OBJECTIVETo investigate the treatment outcome and risk factors for intractable seizures in children with tuberous sclerosis complex(TSC)complicated by epilepsy.

METHODSThe medical data of 66 cases of TSC were retrospectively studied.

RESULTSOf the 66 children with TSC, 47 cases were available for follow-up. The follow-up period ranged from 7 months to 9.3 years (average 4.5 + or - 2.6 years). The patients' present average age was (7.7 + or - 4.1) years (median 8 years). Among the 47 cases, 19 (40%) had infantile spasms, 24 (51%) had tonic seizures, 15 (32%) had partial seizures, and 3 (6%) had tonic-clonic seizures, and additionally, multifocal seizures, atonic seizures, atypical absence seizures and hypomotor seizures each appeared in 1 case (2%) respectively. The average number of antiepileptic drugs used was 1.9 + or - 0.86 (median 1). Among the 47 patients, 12 (26%) still had epileptic seizures and 33 (70%)were seizure-free, and 4% were dead. Three cases underwent surgery and continued to receive medication after surgery. The three patients were seizure-free in a 1.5 years follow-up.

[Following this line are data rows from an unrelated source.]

//! Break-even and sensitivity sweeps over the forward calculator.

use crate::calculator::{calculate, is_usable};
use crate::model::SamplePoint;

/// Number of equal budget steps in a break-even sweep (21 points).
pub const BREAK_EVEN_STEPS: usize = 20;

/// Profit at 21 evenly spaced budgets from 0 to `max_budget` inclusive.
pub fn break_even_points(
    cpm: f64,
    ctr: f64,
    cr: f64,
    avg_check: f64,
    max_budget: f64,
) -> Vec<SamplePoint> {
    if !is_usable(max_budget) {
        return Vec::new();
    }

    let step = max_budget / BREAK_EVEN_STEPS as f64;
    (0..=BREAK_EVEN_STEPS)
        .map(|i| {
            let budget = step * i as f64;
            SamplePoint {
                x: budget,
                y: calculate(budget, cpm, ctr, cr, avg_check).profit,
            }
        })
        .collect()
}

/// CTR range swept by [`sensitivity_ctr`], in percent.
#[derive(Debug, Clone, Copy, PartialEq)]
pub struct SensitivityRange {
    pub min: f64,
    pub max: f64,
    pub steps: usize,
}

impl Default for SensitivityRange {
    fn default() -> Self {
        Self {
            min: 0.5,
            max: 5.0,
            steps: 10,
        }
    }
}

impl SensitivityRange {
    fn is_valid(&self) -> bool {
        self.steps > 0 && self.min.is_finite() && self.max.is_finite() && self.max >= self.min
    }
}

/// ROAS at `range.steps + 1` evenly spaced CTR values.
///
/// `_base_ctr` is part of the call shape but does not move the range.
pub fn sensitivity_ctr(
    budget: f64,
    cpm: f64,
    _base_ctr: f64,
    cr: f64,
    avg_check: f64,
    range: SensitivityRange,
) -> Vec<SamplePoint> {
    if !range.is_valid() {
        return Vec::new();
    }

    let step = (range.max - range.min) / range.steps as f64;
    (0..=range.steps)
        .map(|i| {
            let ctr = range.min + step * i as f64;
            SamplePoint {
                x: ctr,
                y: calculate(budget, cpm, ctr, cr, avg_check).roas,
            }
        })
        .collect()
}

Among the 30 children over 7 years old, 17 cases (57%) were enrolled in ordinary schools, 3 cases (10%) in special schools and the other 10 cases were off-school for disabilities of intelligence and speech. The non-conditional logistic regression showed that the age of onset (RR=1.8, 95% CI 1.0- 3.2, P=0.050), administration of multiple antiepileptic drugs (RR=4.8, 95% CI 1.2-18.6, P=0.024), tonic seizures (RR=0.003, 95% CI 0.0- 0.2, P=0.04) and sex (RR=0.016, 95% CI 0.0-0.5, P=0.017) were risk factors for intractable seizures.

CONCLUSIONSThe majority (70%) of children with TSC complicated by epilepsy can be seizure-free with suitable treatment. The risk factors of poor outcome in seizure control may involve in the early onset age, tonic seizures and the administration for multiple anti-epileptic drugs.